Advanced Cache (advCache)
High‑load in‑memory HTTP cache & reverse proxy for Go.
Designed for low latency and sustained high throughput — hundreds of thousands of RPS on commodity hosts.
Built around sharded storage, LRU with TinyLFU admission (Doorkeeper), background refresh, a resilient upstream cluster, and a lightweight worker orchestrator. The hot path is engineered to avoid allocations and global locks.
Highlights
- Sharded storage (power‑of‑two shards) with per‑shard LRU and a global shard balancer for proportional eviction.
- Admission = W‑TinyLFU + Doorkeeper (Count‑Min Sketch + gated Bloom‑like filter).
- Background refresh with TTL, β‑staggering, scan‑rate and upstream rate limiting.
- Reverse proxy mode with an upstream cluster: per‑backend rate limiting, health probing, slow‑start, throttling/quarantine, and a fan‑in slot‑selection pattern for balanced dispatch.
- Worker orchestration for eviction/refresh/GC: on/off/start/reload/scale via a lightweight governor.
- Careful memory discipline: pooled buffers, zero‑copy headers, predictable storage budget.
- Dump/restore per shard with CRC32 and version rotation (optional GZIP).
- fasthttp HTTP layer, focused REST surface, Prometheus/VictoriaMetrics metrics.
- Kubernetes‑friendly: liveness probe, graceful shutdown, configurable GOMAXPROCS (auto when
0).
See also: METRICS.md and ROADMAP.md.
Repository map
Quick orientation to major components.
cmd/
main.go # entrypoint, flags, wiring, logger, probes
internal/cache/api/ # HTTP controllers: main cache route, on/off, clear, metrics
pkg/
config/ # YAML config loader & derived fields
http/server/ # fasthttp server, middlewares (Server header, JSON, etc)
orchestrator/ # worker governor & transport
pools/ # buffer and slice pools
prometheus/metrics/ # Prometheus/VictoriaMetrics exposition
storage/ # sharded map, per‑shard LRU, LFU, dumper, refresher, evictor
lru/ lfU/ map/
upstream/ # backend & cluster: rate‑limit, health, proxy logic
k8s/ # probes
utils/, common/, types/ # helpers
How requests are canonicalized (cache key)
To ensure keys are consistent and idempotent, requests are normalized before lookup/insert:
Whitelist filtering
Only items listed in config participate in the key:
- Query:
rules.*.cache_key.query — exact parameter names (supports names like project[id]).
- Headers:
rules.*.cache_key.headers — exact header names to include (e.g. Accept-Encoding).
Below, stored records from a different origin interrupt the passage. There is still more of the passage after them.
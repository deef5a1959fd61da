//! Confidence-weighted value aggregation
//!
//! Answers "what is the current value of symbol S and with what
//! confidence" by range-scanning the time-series store across the
//! symbol's sources and applying a staleness threshold. Downstream
//! consumers decide from the confidence whether a value is worth
//! submitting.

use std::cmp::Ordering;
use std::sync::Arc;
use std::time::Duration;

use anyhow::{bail, Result};
use chrono::{DateTime, Utc};
use thiserror::Error;

use crate::config::AggregatorConfig;
use crate::store::{Matcher, TsStore, NAME_LABEL, SOURCE_LABEL};
use crate::types::{sanitize_metric_name, API_COUNT_SUFFIX, PRICE_SUFFIX, VOLUME_SUFFIX};

#[derive(Debug, Error)]
pub enum AggregateError {
    /// No source has a qualifying sample inside the staleness window.
    /// Callers own the log site for this.
    #[error("insufficient data to aggregate {0}")]
    InsufficientData(String),
}

/// Reducer applied over the qualifying per-source values.
#[derive(Debug, Clone, Copy, PartialEq, Eq)]
pub enum AggregationMethod {
    Median,
    Mean,
}

impl AggregationMethod {
    pub fn parse(s: &str) -> Option<Self> {
        match s.to_ascii_lowercase().as_str() {
            "median" => Some(AggregationMethod::Median),
            "mean" => Some(AggregationMethod::Mean),
            _ => None,
        }
    }
}

pub struct Aggregator {
    store: Arc<TsStore>,
    threshold: Duration,
    method: AggregationMethod,
}

impl Aggregator {
    /// `tracker_interval` feeds the derived staleness threshold when the
    /// configured one is zero.
    pub fn new(
        cfg: &AggregatorConfig,
        tracker_interval: Duration,
        store: Arc<TsStore>,
    ) -> Result<Self> {
        let Some(method) = AggregationMethod::parse(&cfg.method) else {
            bail!("unknown aggregation method {:?}", cfg.method);
        };
        Ok(Aggregator {
            store,
            threshold: cfg.confidence_threshold(tracker_interval),
            method,
        })
    }

    /// Aggregate price of `symbol` as of `at`, with a confidence score
    /// in `[0.0, 1.0]`.
    pub fn value(&self, symbol: &str, at: DateTime<Utc>) -> Result<(f64, f64), AggregateError> {
        self.aggregate(symbol, PRICE_SUFFIX, at)
    }

    /// Aggregate trading volume of `symbol` as of `at`.
    pub fn volume(&self, symbol: &str, at: DateTime<Utc>) -> Result<(f64, f64), AggregateError> {
        self.aggregate(symbol, VOLUME_SUFFIX, at)
    }

    fn aggregate(
        &self,
        symbol: &str,
        suffix: &str,
        at: DateTime<Utc>,
    ) -> Result<(f64, f64), AggregateError> {
        let at_ms = at.timestamp_millis();
        let metric = sanitize_metric_name(symbol) + suffix;
        let count_metric = sanitize_metric_name(symbol) + API_COUNT_SUFFIX;

        // Total sources come from the recorded source count, so the
        // aggregator needs no access to the catalog itself.
        let count_series = self
            .store
            .querier(0, at_ms)
            .select(&[Matcher::equal(NAME_LABEL, count_metric.as_str())]);
        let total = count_series
            .first()
            .and_then(|series| series.samples.last())
            .map(|(_, value)| *value as usize)
            .unwrap_or(0);
        if total == 0 {
            return Err(AggregateError::InsufficientData(symbol.to_string()));
        }

        // A sample exactly at `at - threshold` still qualifies; strictly
        // older ones are excluded by the window.
        let mint = at_ms - self.threshold.as_millis() as i64;
        let series = self
            .store
            .querier(mint, at_ms)
            .select(&[Matcher::equal(NAME_LABEL, metric.as_str())]);

        let mut qualifying: Vec<(String, f64)> = series
            .iter()
            .filter_map(|series| {
                let source = series.labels.get(SOURCE_LABEL)?.to_string();
                series.samples.last().map(|(_, value)| (source, *value))
            })
            .collect();

        if qualifying.is_empty() {
            return Err(AggregateError::InsufficientData(symbol.to_string()));
        }
        let confidence = (qualifying.len() as f64 / total as f64).min(1.0);

        let value = match self.method {
            AggregationMethod::Median => {
                qualifying.sort_by(|a, b| {
                    a.1.partial_cmp(&b.1)
                        .unwrap_or(Ordering::Equal)
                        // Ties break toward the lexicographically lower source id.
                        .then_with(|| a.0.cmp(&b.0))
                });
                qualifying[(qualifying.len() - 1) / 2].1
            }
            AggregationMethod::Mean => {
                qualifying.iter().map(|(_, value)| value).sum::<f64>() / qualifying.len() as f64
            }
        };

        Ok((value, confidence))
    }
}

#[cfg(test)]
mod tests {
    use super::*;
    use crate::store::Labels;
    use std::path::PathBuf;

    fn temp_store_dir(test_name: &str) -> PathBuf {
        std::env::temp_dir().join(format!(
            "oraclebot_aggregator_{}_{}",
            test_name,
            uuid::Uuid::new_v4()
        ))
    }

    fn aggregator_config(threshold_ms: u64, method: &str) -> AggregatorConfig {
        AggregatorConfig {
            confid_intv_threshold_ms: threshold_ms,
            method: method.to_string(),
        }
    }

    fn seed(store: &Arc<TsStore>, symbol: &str, total: usize, samples: &[(&str, i64, f64)]) {
        let now_ms = Utc::now().timestamp_millis();
        let mut appender = store.appender();
        appender.append(
            Labels::from_pairs([(
                NAME_LABEL,
                format!("{}{}", sanitize_metric_name(symbol), API_COUNT_SUFFIX),
            )]),
            now_ms,
            total as f64,
        );
        for (source, ts, value) in samples {
            appender.append(
                Labels::from_pairs([
                    (
                        NAME_LABEL.to_string(),
                        format!("{}{}", sanitize_metric_name(symbol), PRICE_SUFFIX),
                    ),
                    (SOURCE_LABEL.to_string(), source.to_string()),
                ]),
                *ts,
                *value,
            );
        }
        appender.commit().unwrap();
    }

    #[test]
    fn confidence_is_qualifying_over_total() {
        let dir = temp_store_dir("confidence");
        let store = TsStore::open(&dir, Duration::from_secs(3600)).unwrap();
        let at = Utc::now();
        let at_ms = at.timestamp_millis();

        // One source 2s old, one 120s old, threshold 30s.
        seed(
            &store,
            "LINK/USD",
            2,
            &[
                ("api-1", at_ms - 2_000, 14.5),
                ("api-2", at_ms - 120_000, 15.5),
            ],
        );

        let aggregator = Aggregator::new(
            &aggregator_config(30_000, "median"),
            Duration::from_secs(30),
            Arc::clone(&store),
        )
        .unwrap();

        let (value, confidence) = aggregator.value("LINK/USD", at).unwrap();
        assert_eq!(value, 14.5);
        assert_eq!(confidence, 0.5);

        let _ = std::fs::remove_dir_all(&dir);
    }

    #[test]
    fn sample_exactly_at_threshold_boundary_qualifies() {
        let dir = temp_store_dir("boundary");
        let store = TsStore::open(&dir, Duration::from_secs(3600)).unwrap();
        let at = Utc::now();
        let at_ms = at.timestamp_millis();

        seed(
            &store,
            "ETH/USD",
            2,
            &[
                ("api-1", at_ms - 30_000, 2000.0),
                ("api-2", at_ms - 30_001, 2001.0),
            ],
        );

        let aggregator = Aggregator::new(
            &aggregator_config(30_000, "median"),
            Duration::from_secs(30),
            Arc::clone(&store),
        )
        .unwrap();

        let (value, confidence) = aggregator.value("ETH/USD", at).unwrap();
        assert_eq!(value, 2000.0);
        assert_eq!(confidence, 0.5);

        let _ = std::fs::remove_dir_all(&dir);
    }

    #[test]
    fn median_over_odd_and_even_counts() {
        let dir = temp_store_dir("median");
        let store = TsStore::open(&dir, Duration::from_secs(3600)).unwrap();
        let at = Utc::now();
        let at_ms = at.timestamp_millis();

        seed(
            &store,
            "BTC/USD",
            3,
            &[
                ("api-1", at_ms - 1_000, 101.0),
                ("api-2", at_ms - 1_000, 99.0),
                ("api-3", at_ms - 1_000, 100.0),
            ],
        );

        let aggregator = Aggregator::new(
            &aggregator_config(30_000, "median"),
            Duration::from_secs(30),
            Arc::clone(&store),
        )
        .unwrap();
        let (value, confidence) = aggregator.value("BTC/USD", at).unwrap();
        assert_eq!(value, 100.0);
        assert_eq!(confidence, 1.0);

        // Even count takes the lower middle; equal values tie-break on
        // the lower source id (same result either way here).
        seed(&store, "EVN/USD", 2, &[
            ("api-1", at_ms - 1_000, 10.0),
            ("api-2", at_ms - 1_000, 20.0),
        ]);
        let (value, _) = aggregator.value("EVN/USD", at).unwrap();
        assert_eq!(value, 10.0);

        let _ = std::fs::remove_dir_all(&dir);
    }

    #[test]
    fn mean_reducer_averages_qualifying_values() {
        let dir = temp_store_dir("mean");
        let store = TsStore::open(&dir, Duration::from_secs(3600)).unwrap();
        let at = Utc::now();
        let at_ms = at.timestamp_millis();

        seed(
            &store,
            "BTC/USD",
            2,
            &[
                ("api-1", at_ms - 1_000, 100.0),
                ("api-2", at_ms - 1_000, 200.0),
            ],
        );

        let aggregator = Aggregator::new(
            &aggregator_config(30_000, "mean"),
            Duration::from_secs(30),
            Arc::clone(&store),
        )
        .unwrap();
        let (value, _) = aggregator.value("BTC/USD", at).unwrap();
        assert_eq!(value, 150.0);

        let _ = std::fs::remove_dir_all(&dir);
    }

    #[test]
    fn only_latest_sample_per_source_counts() {
        let dir = temp_store_dir("latest");
        let store = TsStore::open(&dir, Duration::from_secs(3600)).unwrap();
        let at = Utc::now();
        let at_ms = at.timestamp_millis();

        seed(
            &store,
            "BTC/USD",
            1,
            &[
                ("api-1", at_ms - 3_000, 90.0),
                ("api-1", at_ms - 1_000, 110.0),
            ],
        );

        let aggregator = Aggregator::new(
            &aggregator_config(30_000, "median"),
            Duration::from_secs(30),
            Arc::clone(&store),
        )
        .unwrap();
        let (value, confidence) = aggregator.value("BTC/USD", at).unwrap();
        assert_eq!(value, 110.0);
        assert_eq!(confidence, 1.0);

        let _ = std::fs::remove_dir_all(&dir);
    }

    #[test]
    fn no_qualifying_samples_is_insufficient_data() {
        let dir = temp_store_dir("insufficient");
        let store = TsStore::open(&dir, Duration::from_secs(3600)).unwrap();
        let at = Utc::now();
        let at_ms = at.timestamp_millis();

        seed(&store, "BTC/USD", 2, &[("api-1", at_ms - 120_000, 100.0)]);

        let aggregator = Aggregator::new(
            &aggregator_config(30_000, "median"),
            Duration::from_secs(30),
            Arc::clone(&store),
        )
        .unwrap();
        assert!(matches!(
            aggregator.value("BTC/USD", at),
            Err(AggregateError::InsufficientData(_))
        ));

        // Unknown symbols have no recorded source count either.
        assert!(matches!(
            aggregator.value("NOPE/USD", at),
            Err(AggregateError::InsufficientData(_))
        ));

        let _ = std::fs::remove_dir_all(&dir);
    }

    #[test]
    fn volume_aggregates_the_volume_series() {
        let dir = temp_store_dir("volume");
        let store = TsStore::open(&dir, Duration::from_secs(3600)).unwrap();
        let at = Utc::now();
        let at_ms = at.timestamp_millis();

        let mut appender = store.appender();
        appender.append(
            Labels::from_pairs([(NAME_LABEL, "BTC_USD_api_count")]),
            at_ms,
            1.0,
        );
        appender.append(
            Labels::from_pairs([(NAME_LABEL, "BTC_USD_volume"), (SOURCE_LABEL, "api-1")]),
            at_ms - 1_000,
            12_345.0,
        );
        appender.commit().unwrap();

        let aggregator = Aggregator::new(
            &aggregator_config(30_000, "median"),
            Duration::from_secs(30),
            Arc::clone(&store),
        )
        .unwrap();
        let (value, confidence) = aggregator.volume("BTC/USD", at).unwrap();
        assert_eq!(value, 12_345.0);
        assert_eq!(confidence, 1.0);

        let _ = std::fs::remove_dir_all(&dir);
    }

    #[test]
    fn unknown_method_is_a_construction_error() {
        let dir = temp_store_dir("method");
        let store = TsStore::open(&dir, Duration::from_secs(3600)).unwrap();
        assert!(Aggregator::new(
            &aggregator_config(0, "mode"),
            Duration::from_secs(30),
            store
        )
        .is_err());

        let _ = std::fs::remove_dir_all(&dir);
    }
}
All other query params and headers are ignored for the key.
Deterministic ordering
Selected query params and headers are sorted lexicographically (by name, then value) before key construction, so semantically identical requests map to the same key.
Source: pkg/model/query.go, pkg/model/header.go, pkg/common/sort/key_value.go.
Compression variants
If you whitelist Accept-Encoding, its normalized value becomes part of the key to isolate gzip/brotli/plain variants.
- Whitelist filtering (no sorting): Only response headers from
rules.*.cache_value.headers are stored and forwarded as‑is.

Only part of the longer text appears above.